Exercise instructions:
Write out, unaltered, each line from the top of the records below down to the line where "pub fn new(connector: Arc<dyn" appears, that line included.

Materials provided:
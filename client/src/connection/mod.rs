//! The connection manager: one duplex connection, per-tag dispatch of
//! inbound frames, typed sends, and caller-driven reconnects.
//!
//! Failures never surface as `Err` from the public API. Transport and decode
//! problems become [`MetaEvent::Error`] / [`MetaEvent::Disconnect`] callbacks
//! and the registered handlers decide what to do (usually schedule a reconnect).

mod handlers;
#[cfg(test)]
pub(crate) mod mock;
mod transport;

pub use handlers::*;
pub use transport::*;

use std::sync::Arc;
use std::time::Duration;

use common::{Tagged, decode_value, encode, frame_key, parse_frame};
use tokio::sync::{mpsc, watch};
use tokio::task::JoinHandle;
use tokio::time::Instant;
use tracing::{debug, error, info, warn};
use url::Url;

const DEFAULT_CONNECT_TIMEOUT: Duration = Duration::from_secs(10);

#[derive(Debug, Clone, PartialEq, Eq, thiserror::Error)]
pub enum ConnectionError {
    #[error("transport error: {0}")]
    Transport(String),
    #[error("connect timed out after {0:?}")]
    Timeout(Duration),
    #[error("failed to decode frame: {0}")]
    Decode(String),
    #[error("unknown message tag `{0}`")]
    UnknownTag(String),
    #[error("no endpoint to reconnect to")]
    NoEndpoint,
}

impl ConnectionError {
    /// Network level failures, the ones worth reconnecting for.
    pub fn is_transport(&self) -> bool {
        matches!(self, ConnectionError::Transport(_) | ConnectionError::Timeout(_))
    }
}

#[derive(Debug, Clone, Copy, PartialEq, Eq)]
pub enum ConnectionState {
    Closed,
    Connecting,
    Open,
    Closing,
    Error,
}

/// Requests a [`ConnectionHandle`] forwards to the connection task.
#[derive(Debug)]
pub enum Command<S> {
    Connect(Url),
    Reconnect { force: bool },
    Send(S),
    Disconnect,
    Shutdown,
}

/// Owns at most one transport at a time.
///
/// `R` is the inbound message family, `S` the outbound one.
pub struct Connection<R: Tagged, S: Tagged> {
    connector: Arc<dyn Connector>,
    connect_timeout: Duration,
    endpoint: Option<Url>,
    transport: Option<Box<dyn Transport>>,
    state: watch::Sender<ConnectionState>,
    handlers: HandlerTable<R, S>,
    events: EventTable<S>,
    reconnect_at: Option<Instant>,
}

impl<R: Tagged, S: Tagged> Connection<R, S> {
    pub fn new(connector: Arc<dyn Connector>) -> Self {
        let (state, _) = watch::channel(ConnectionState::Closed);
        Self {
            connector,
            connect_timeout: DEFAULT_CONNECT_TIMEOUT,
            endpoint: None,
            transport: None,
            state,
            handlers: HandlerTable::default(),
            events: EventTable::default(),
            reconnect_at: None,
        }
    }

    pub fn with_connect_timeout(mut self, timeout: Duration) -> Self {
        self.connect_timeout = timeout;
        self
    }

    /// Set the handler for one inbound tag, replacing any earlier one.
    pub fn register<F>(&mut self, tag: R::Tag, handler: F) -> &mut Self
    where
        F: FnMut(R, &mut Outbox<S>) + Send + 'static,
    {
        self.handlers.insert(tag, Box::new(handler));
        self
    }

    /// Set the handler for one meta-event kind, replacing any earlier one.
    pub fn register_event<F>(&mut self, kind: EventKind, handler: F) -> &mut Self
    where
        F: FnMut(&MetaEvent, &mut Outbox<S>) + Send + 'static,
    {
        self.events.insert(kind, Box::new(handler));
        self
    }

    pub fn has_handler(&self, tag: R::Tag) -> bool {
        self.handlers.contains(tag)
    }

    pub fn state(&self) -> ConnectionState {
        *self.state.borrow()
    }

    pub fn is_open(&self) -> bool {
        self.state() == ConnectionState::Open && self.transport.is_some()
    }

    pub fn endpoint(&self) -> Option<&Url> {
        self.endpoint.as_ref()
    }

    pub fn reconnect_pending(&self) -> bool {
        self.reconnect_at.is_some()
    }

    pub fn subscribe(&self) -> watch::Receiver<ConnectionState> {
        self.state.subscribe()
    }

    /// Open a transport to `endpoint`, closing the current one first.
    pub async fn connect(&mut self, endpoint: Url) {
        self.close_transport().await;
        self.reconnect_at = None;
        self.endpoint = Some(endpoint.clone());
        self.set_state(ConnectionState::Connecting);
        info!("Connecting to {}", endpoint);

        let result = match tokio::time::timeout(self.connect_timeout, self.connector.connect(&endpoint)).await {
            Ok(result) => result,
            Err(_) => Err(ConnectionError::Timeout(self.connect_timeout)),
        };

        match result {
            Ok(transport) => {
                self.transport = Some(transport);
                self.set_state(ConnectionState::Open);
                info!("Established connection to {}", endpoint);
                let outbox = self.events.emit(&MetaEvent::Connect);
                self.flush(outbox).await;
            }
            Err(e) => {
                error!("Failed to connect to {}: {}", endpoint, e);
                self.set_state(ConnectionState::Error);
                let outbox = self.events.emit(&MetaEvent::Error(e));
                self.absorb(outbox);
            }
        }
    }

    /// Reconnect to the last endpoint. Does nothing while open unless `force` is set.
    pub async fn reconnect(&mut self, force: bool) {
        if !force && self.is_open() {
            debug!("Connection already open, skipping reconnect");
            return;
        }
        let Some(endpoint) = self.endpoint.clone() else {
            warn!("Reconnect requested before any endpoint was used");
            let outbox = self.events.emit(&MetaEvent::Error(ConnectionError::NoEndpoint));
            self.absorb(outbox);
            return;
        };
        info!("Reconnecting to {}", endpoint);
        self.connect(endpoint).await;
    }

    /// Write `message` if the connection is open. Otherwise it is dropped, there is no queue.
    pub async fn send(&mut self, message: S) {
        let key = S::tag_key(message.tag());
        if self.state() != ConnectionState::Open {
            debug!("Connection not open, dropping {}", key);
            return;
        }
        let Some(transport) = self.transport.as_mut() else {
            debug!("No transport, dropping {}", key);
            return;
        };
        let text = match encode(&message) {
            Ok(text) => text,
            Err(e) => {
                error!("Failed to serialize {}: {}", key, e);
                return;
            }
        };
        if let Err(e) = transport.send(text).await {
            error!("Failed to send {}: {}", key, e);
            self.fail(e);
        }
    }

    /// Close the transport and forget any scheduled reconnect.
    ///
    /// `Disconnect { local: true }` fires whenever this ends a live or
    /// recovering connection, even if the transport is already gone.
    pub async fn disconnect(&mut self) {
        let recovering = self.reconnect_at.take().is_some();
        if self.transport.is_some() {
            self.close_transport().await;
        } else if recovering || self.state() != ConnectionState::Closed {
            self.set_state(ConnectionState::Closed);
            info!("Closed connection");
            let outbox = self.events.emit(&MetaEvent::Disconnect { local: true });
            self.absorb(outbox);
        }
        self.reconnect_at = None;
    }

    /// Decode one inbound text frame and run the handler registered for its tag.
    ///
    /// Returns the work the handler (or an `Error` event handler) queued.
    pub fn dispatch(&mut self, text: &str) -> Outbox<S> {
        let value = match parse_frame(text) {
            Ok(value) => value,
            Err(e) => {
                warn!("Dropping undecodable frame: {}", e);
                return self.events.emit(&MetaEvent::Error(ConnectionError::Decode(e.to_string())));
            }
        };

        let tag = match frame_key(&value) {
            Ok(key) => match R::tag_from_key(key) {
                Some(tag) => tag,
                None => {
                    warn!("Dropping frame with unknown tag `{}`", key);
                    let error = ConnectionError::UnknownTag(key.to_string());
                    return self.events.emit(&MetaEvent::Error(error));
                }
            },
            Err(e) => {
                warn!("Dropping frame without a tag: {}", e);
                return self.events.emit(&MetaEvent::Error(ConnectionError::Decode(e.to_string())));
            }
        };

        let Some(handler) = self.handlers.get_mut(tag) else {
            warn!("No handler registered for {}, dropping frame", R::tag_key(tag));
            return Outbox::new();
        };

        match decode_value::<R>(value) {
            Ok(message) => {
                let mut outbox = Outbox::new();
                handler(message, &mut outbox);
                outbox
            }
            Err(e) => {
                warn!("Dropping malformed {} frame: {}", R::tag_key(tag), e);
                self.events.emit(&MetaEvent::Error(ConnectionError::Decode(e.to_string())))
            }
        }
    }

    /// Move the manager onto its own task.
    pub fn spawn(self) -> (ConnectionHandle<S>, JoinHandle<()>) {
        let (commands, receiver) = mpsc::unbounded_channel();
        let handle = ConnectionHandle::new(commands, self.subscribe());
        let task = tokio::spawn(self.run(receiver));
        (handle, task)
    }

    /// Serve commands, inbound frames and the reconnect timer one at a time
    /// until shut down or every handle is dropped.
    pub async fn run(mut self, mut commands: mpsc::UnboundedReceiver<Command<S>>) {
        debug!("Connection loop started");
        loop {
            let reconnect_at = self.reconnect_at;
            tokio::select! {
                command = commands.recv() => match command {
                    Some(Command::Connect(endpoint)) => self.connect(endpoint).await,
                    Some(Command::Reconnect { force }) => self.reconnect(force).await,
                    Some(Command::Send(message)) => self.send(message).await,
                    Some(Command::Disconnect) => self.disconnect().await,
                    Some(Command::Shutdown) | None => {
                        self.disconnect().await;
                        break;
                    }
                },
                frame = next_frame(&mut self.transport) => match frame {
                    Some(Ok(text)) => {
                        let outbox = self.dispatch(&text);
                        self.flush(outbox).await;
                    }
                    Some(Err(e)) => {
                        error!("Connection lost: {}", e);
                        self.fail(e);
                    }
                    None => {
                        info!("Connection closed by peer");
                        self.transport = None;
                        self.set_state(ConnectionState::Closed);
                        let outbox = self.events.emit(&MetaEvent::Disconnect { local: false });
                        self.absorb(outbox);
                    }
                },
                _ = wait_until(reconnect_at) => {
                    self.reconnect_at = None;
                    self.reconnect(false).await;
                }
            }
        }
        debug!("Connection loop exited");
    }

    fn set_state(&self, state: ConnectionState) {
        self.state.send_replace(state);
    }

    fn schedule_reconnect(&mut self, delay: Duration) {
        debug!("Reconnect scheduled in {:?}", delay);
        self.reconnect_at = Some(Instant::now() + delay);
    }

    async fn flush(&mut self, outbox: Outbox<S>) {
        let (messages, reconnect_after) = outbox.into_parts();
        if let Some(delay) = reconnect_after {
            self.schedule_reconnect(delay);
        }
        for message in messages {
            self.send(message).await;
        }
    }

    /// Apply an outbox produced while the connection is down: only the
    /// reconnect request survives.
    fn absorb(&mut self, outbox: Outbox<S>) {
        let (messages, reconnect_after) = outbox.into_parts();
        if let Some(delay) = reconnect_after {
            self.schedule_reconnect(delay);
        }
        for message in messages {
            debug!("Connection down, dropping {}", S::tag_key(message.tag()));
        }
    }

    /// Abnormal close: drop the transport without a close handshake.
    fn fail(&mut self, error: ConnectionError) {
        self.transport = None;
        self.set_state(ConnectionState::Error);
        let outbox = self.events.emit(&MetaEvent::Error(error));
        self.absorb(outbox);
        let outbox = self.events.emit(&MetaEvent::Disconnect { local: false });
        self.absorb(outbox);
    }

    async fn close_transport(&mut self) {
        let Some(mut transport) = self.transport.take() else {
            return;
        };
        self.set_state(ConnectionState::Closing);
        if let Err(e) = transport.close().await {
            debug!("Error while closing transport: {}", e);
        }
        self.set_state(ConnectionState::Closed);
        info!("Closed connection");
        let outbox = self.events.emit(&MetaEvent::Disconnect { local: true });
        self.absorb(outbox);
    }
}

async fn next_frame(transport: &mut Option<Box<dyn Transport>>) -> Option<Result<String, ConnectionError>> {
    match transport {
        Some(transport) => transport.recv().await,
        None => std::future::pending().await,
    }
}

async fn wait_until(deadline: Option<Instant>) {
    match deadline {
        Some(deadline) => tokio::time::sleep_until(deadline).await,
        None => std::future::pending().await,
    }
}

/// Cheap, cloneable access to a spawned [`Connection`].
///
/// Every method returns `false` once the connection task has ended.
pub struct ConnectionHandle<S> {
    commands: mpsc::UnboundedSender<Command<S>>,
    state: watch::Receiver<ConnectionState>,
}

impl<S> Clone for ConnectionHandle<S> {
    fn clone(&self) -> Self {
        Self {
            commands: self.commands.clone(),
            state: self.state.clone(),
        }
    }
}

impl<S> ConnectionHandle<S> {
    pub fn new(commands: mpsc::UnboundedSender<Command<S>>, state: watch::Receiver<ConnectionState>) -> Self {
        Self { commands, state }
    }

    /// A handle with no connection task behind it, for driving commands by hand.
    pub fn detached() -> (Self, mpsc::UnboundedReceiver<Command<S>>, watch::Sender<ConnectionState>) {
        let (commands, receiver) = mpsc::unbounded_channel();
        let (state_tx, state_rx) = watch::channel(ConnectionState::Closed);
        (Self::new(commands, state_rx), receiver, state_tx)
    }

    pub fn connect(&self, endpoint: Url) -> bool {
        self.commands.send(Command::Connect(endpoint)).is_ok()
    }

    pub fn reconnect(&self, force: bool) -> bool {
        self.commands.send(Command::Reconnect { force }).is_ok()
    }

    pub fn send(&self, message: S) -> bool {
        self.commands.send(Command::Send(message)).is_ok()
    }

    pub fn disconnect(&self) -> bool {
        self.commands.send(Command::Disconnect).is_ok()
    }

    pub fn shutdown(&self) -> bool {
        self.commands.send(Command::Shutdown).is_ok()
    }

    pub fn state(&self) -> ConnectionState {
        *self.state.borrow()
    }

    pub fn is_open(&self) -> bool {
        self.state() == ConnectionState::Open
    }

    pub fn subscribe(&self) -> watch::Receiver<ConnectionState> {
        self.state.clone()
    }
}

Written answer:
filename client/src/connection/mod.rs
//! The connection manager: one duplex connection, per-tag dispatch of
//! inbound frames, typed sends, and caller-driven reconnects.
//!
//! Failures never surface as `Err` from the public API. Transport and decode
//! problems become [`MetaEvent::Error`] / [`MetaEvent::Disconnect`] callbacks
//! and the registered handlers decide what to do (usually schedule a reconnect).

mod handlers;
#[cfg(test)]
pub(crate) mod mock;
mod transport;

pub use handlers::*;
pub use transport::*;

use std::sync::Arc;
use std::time::Duration;

use common::{Tagged, decode_value, encode, frame_key, parse_frame};
use tokio::sync::{mpsc, watch};
use tokio::task::JoinHandle;
use tokio::time::Instant;
use tracing::{debug, error, info, warn};
use url::Url;

const DEFAULT_CONNECT_TIMEOUT: Duration = Duration::from_secs(10);

#[derive(Debug, Clone, PartialEq, Eq, thiserror::Error)]
pub enum ConnectionError {
    #[error("transport error: {0}")]
    Transport(String),
    #[error("connect timed out after {0:?}")]
    Timeout(Duration),
    #[error("failed to decode frame: {0}")]
    Decode(String),
    #[error("unknown message tag `{0}`")]
    UnknownTag(String),
    #[error("no endpoint to reconnect to")]
    NoEndpoint,
}

impl ConnectionError {
    /// Network level failures, the ones worth reconnecting for.
    pub fn is_transport(&self) -> bool {
        matches!(self, ConnectionError::Transport(_) | ConnectionError::Timeout(_))
    }
}

#[derive(Debug, Clone, Copy, PartialEq, Eq)]
pub enum ConnectionState {
    Closed,
    Connecting,
    Open,
    Closing,
    Error,
}

/// Requests a [`ConnectionHandle`] forwards to the connection task.
#[derive(Debug)]
pub enum Command<S> {
    Connect(Url),
    Reconnect { force: bool },
    Send(S),
    Disconnect,
    Shutdown,
}

/// Owns at most one transport at a time.
///
/// `R` is the inbound message family, `S` the outbound one.
pub struct Connection<R: Tagged, S: Tagged> {
    connector: Arc<dyn Connector>,
    connect_timeout: Duration,
    endpoint: Option<Url>,
    transport: Option<Box<dyn Transport>>,
    state: watch::Sender<ConnectionState>,
    handlers: HandlerTable<R, S>,
    events: EventTable<S>,
    reconnect_at: Option<Instant>,
}

impl<R: Tagged, S: Tagged> Connection<R, S> {
    pub fn new(connector: Arc<dyn Connector>) -> Self {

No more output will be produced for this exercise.